She drew from the small willow reticule that she carried in her hand an old-fashioned china teacup without a handle; it was one of half a dozen of the same sort lying in the reticule, which she had preserved ever since her childhood, and had brought with her today as a small present for Clym and Eustacia.

The boy started on his errand, and soon came back with the water, such as it was. Mrs. Yeobright attempted to drink, but it was so warm as to give her nausea, and she threw it away. Afterwards she still remained sitting, with her eyes closed.

The boy waited, played near her, caught several of the little brown butterflies which abounded, and then said as he waited again, “I like going on better than biding still. Will you soon start again?”

“I don’t know.”

“I wish I might go on by myself,” he resumed, fearing, apparently, that he was to be pressed into some unpleasant service. “Do you want me any more, please?”

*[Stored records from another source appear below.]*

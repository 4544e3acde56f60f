use schemars::JsonSchema;
use serde::Deserialize;
use serde_json::{json, Value};

use crate::{
    lib::errors::RegistrationError,
    server::config::Settings,
    tools::base::{
        parse_args, ToolArgs, ToolDefinition, ToolError, ToolFailure, ToolOutput, ToolRegistry,
    },
};

pub const EMPTY_LIST: &str = "EMPTY_LIST";
pub const INVALID_TYPE: &str = "INVALID_TYPE";
pub const INVALID_PRECISION: &str = "INVALID_PRECISION";

const MAX_PRECISION: i64 = 10;

#[derive(Debug, Deserialize, JsonSchema)]
pub struct StatisticsRequest {
    /// Numbers to analyze.
    #[schemars(with = "Vec<f64>")]
    pub numbers: Vec<Value>,
    /// Decimal places kept in derived values (0 to 10).
    #[serde(default = "default_precision")]
    pub precision: i64,
}

fn default_precision() -> i64 {
    2
}

pub fn register(
    registry: &mut ToolRegistry,
    _settings: &Settings,
) -> Result<usize, RegistrationError> {
    registry.register(
        ToolDefinition::new(
            "calculate_statistics",
            "Calculate count, sum, mean, median, min, max, standard deviation and variance",
        )
        .input_schema::<StatisticsRequest>()
        .require_params(["numbers"])
        .handler(calculate_statistics),
    )?;
    Ok(1)
}

pub async fn calculate_statistics(args: ToolArgs) -> Result<ToolOutput, ToolFailure> {
    let request: StatisticsRequest = parse_args(args)?;
    let stats = summarize(&request.numbers, request.precision)?;
    Ok(ToolOutput::new(stats)
        .with_message("Statistics calculated successfully")
        .with_metadata("precision", request.precision))
}

/// One input item: the value as given plus its numeric readings.
/// Booleans count as the integers 0 and 1.
#[derive(Clone, Copy)]
struct Sample<'a> {
    raw: &'a Value,
    value: f64,
    integer: Option<i64>,
}

impl<'a> Sample<'a> {
    fn read(raw: &'a Value) -> Option<Self> {
        match raw {
            Value::Number(n) => n.as_f64().map(|value| Self {
                raw,
                value,
                integer: n.as_i64(),
            }),
            Value::Bool(b) => Some(Self {
                raw,
                value: f64::from(u8::from(*b)),
                integer: Some(i64::from(*b)),
            }),
            _ => None,
        }
    }
}

/// Population statistics over `numbers`, rounded to `precision` places.
///
/// `min`, `max` and an odd-length `median` are reported as the input values
/// themselves; `sum` stays an integer when every input is one and the total
/// fits in an `i64`.
pub fn summarize(numbers: &[Value], precision: i64) -> Result<Value, ToolError> {
    if numbers.is_empty() {
        return Err(ToolError::new("Numbers list cannot be empty", EMPTY_LIST));
    }
    let samples: Vec<Sample<'_>> = numbers
        .iter()
        .map(Sample::read)
        .collect::<Option<_>>()
        .ok_or_else(|| ToolError::new("All items must be numbers", INVALID_TYPE))?;
    if !(0..=MAX_PRECISION).contains(&precision) {
        return Err(ToolError::new(
            "Precision must be between 0 and 10",
            INVALID_PRECISION,
        ));
    }

    let count = samples.len();
    let total: f64 = samples.iter().map(|s| s.value).sum();
    let mean = total / count as f64;

    let mut sorted = samples.clone();
    sorted.sort_by(|a, b| a.value.total_cmp(&b.value));
    let mid = count / 2;
    let median = if count % 2 == 0 {
        rounded((sorted[mid - 1].value + sorted[mid].value) / 2.0, precision)
    } else {
        exact_or_rounded(sorted[mid].raw, precision)
    };

    let variance = samples
        .iter()
        .map(|s| (s.value - mean).powi(2))
        .sum::<f64>()
        / count as f64;
    let exact_sum = samples
        .iter()
        .try_fold(0i64, |acc, s| acc.checked_add(s.integer?));
    let sum = match exact_sum {
        Some(sum) => json!(sum),
        None => rounded(total, precision),
    };

    Ok(json!({
        "count": count,
        "sum": sum,
        "mean": rounded(mean, precision),
        "median": median,
        "min": sorted[0].raw,
        "max": sorted[count - 1].raw,
        "std_dev": rounded(variance.sqrt(), precision),
        "variance": rounded(variance, precision),
    }))
}

/// Values too large to scale by `10^precision` are returned unchanged.
fn round_to(value: f64, precision: i64) -> f64 {
    let factor = 10f64.powi(precision as i32);
    let scaled = value * factor;
    if !scaled.is_finite() {
        return value;
    }
    scaled.round() / factor
}

fn rounded(value: f64, precision: i64) -> Value {
    json!(round_to(value, precision))
}

fn exact_or_rounded(raw: &Value, precision: i64) -> Value {
    match raw {
        Value::Number(n) if n.is_f64() => n
            .as_f64()
            .map(|f| rounded(f, precision))
            .unwrap_or_else(|| raw.clone()),
        _ => raw.clone(),
    }
}

#[cfg(test)]
mod tests {
    use super::*;

    fn numbers(value: Value) -> Vec<Value> {
        value.as_array().cloned().expect("array")
    }

    #[test]
    fn five_integers() {
        let stats = summarize(&numbers(json!([1, 2, 3, 4, 5])), 2).expect("stats");
        assert_eq!(stats["count"], json!(5));
        assert_eq!(stats["sum"], json!(15));
        assert_eq!(stats["mean"], json!(3.0));
        assert_eq!(stats["median"], json!(3));
        assert_eq!(stats["min"], json!(1));
        assert_eq!(stats["max"], json!(5));
        assert_eq!(stats["std_dev"], json!(1.41));
        assert_eq!(stats["variance"], json!(2.0));
    }

    #[test]
    fn even_count_median_is_averaged() {
        let stats = summarize(&numbers(json!([4.5, 1, 3, 2])), 1).expect("stats");
        assert_eq!(stats["median"], json!(2.5));
        assert_eq!(stats["sum"], json!(10.5));
        assert_eq!(stats["min"], json!(1));
        assert_eq!(stats["max"], json!(4.5));
    }

    #[test]
    fn validation_codes() {
        let err = summarize(&[], 2).expect_err("empty");
        assert_eq!(err.error_code, EMPTY_LIST);

        let err = summarize(&numbers(json!([1, "two"])), 2).expect_err("mixed");
        assert_eq!(err.error_code, INVALID_TYPE);

        let err = summarize(&numbers(json!([1, 2])), 11).expect_err("precision");
        assert_eq!(err.error_code, INVALID_PRECISION);
    }

    #[tokio::test]
    async fn tool_reports_precision_metadata() {
        let args = json!({ "numbers": [2, 4] }).as_object().cloned().expect("object");
        let output = calculate_statistics(args).await.expect("stats");
        assert_eq!(output.metadata["precision"], json!(2));
        assert_eq!(
            output.metadata["message"],
            json!("Statistics calculated successfully")
        );
        assert_eq!(output.data["mean"], json!(3.0));
    }

    #[test]
    fn integer_sum_falls_back_to_float_on_overflow() {
        let stats = summarize(&numbers(json!([i64::MAX, 1])), 2).expect("stats");
        assert_eq!(stats["sum"], json!(i64::MAX as f64 + 1.0));
        assert_eq!(stats["max"], json!(i64::MAX));
        assert_eq!(stats["count"], json!(2));
    }

    #[test]
    fn huge_values_keep_their_magnitude() {
        let stats = summarize(&numbers(json!([1e300, 1e300])), 10).expect("stats");
        assert_eq!(stats["mean"], json!(1e300));
        assert_eq!(stats["median"], json!(1e300));
        assert_eq!(stats["sum"], json!(2e300));
        assert_eq!(stats["variance"], json!(0.0));
    }

    #[test]
    fn booleans_count_as_zero_and_one() {
        let stats = summarize(&numbers(json!([true, false, true, 3])), 2).expect("stats");
        assert_eq!(stats["sum"], json!(5));
        assert_eq!(stats["mean"], json!(1.25));
        assert_eq!(stats["min"], json!(false));
        assert_eq!(stats["max"], json!(3));
    }
}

Mrs. Yeobright made no reply.

“What shall I tell Mother?” the boy continued.

“Tell her you have seen a broken-hearted woman cast off by her son.”

Before quite leaving her he threw upon her face a wistful glance, as if he had misgivings on the generosity of forsaking her thus. He gazed into her face in a vague, wondering manner, like that of one examining some strange old manuscript the key to whose characters is undiscoverable. He was not so young as to be absolutely without a sense that sympathy was demanded, he was not old enough to be free from the terror felt in childhood at beholding misery in adult quarters hitherto deemed impregnable; and whether she were in a position to cause trouble or to suffer from it, whether she and her affliction were something to pity or something to fear, it was beyond him to decide. He lowered his eyes and went on without another word. Before he had gone half a mile he had forgotten all about her, except that she was a woman who had sat down to rest.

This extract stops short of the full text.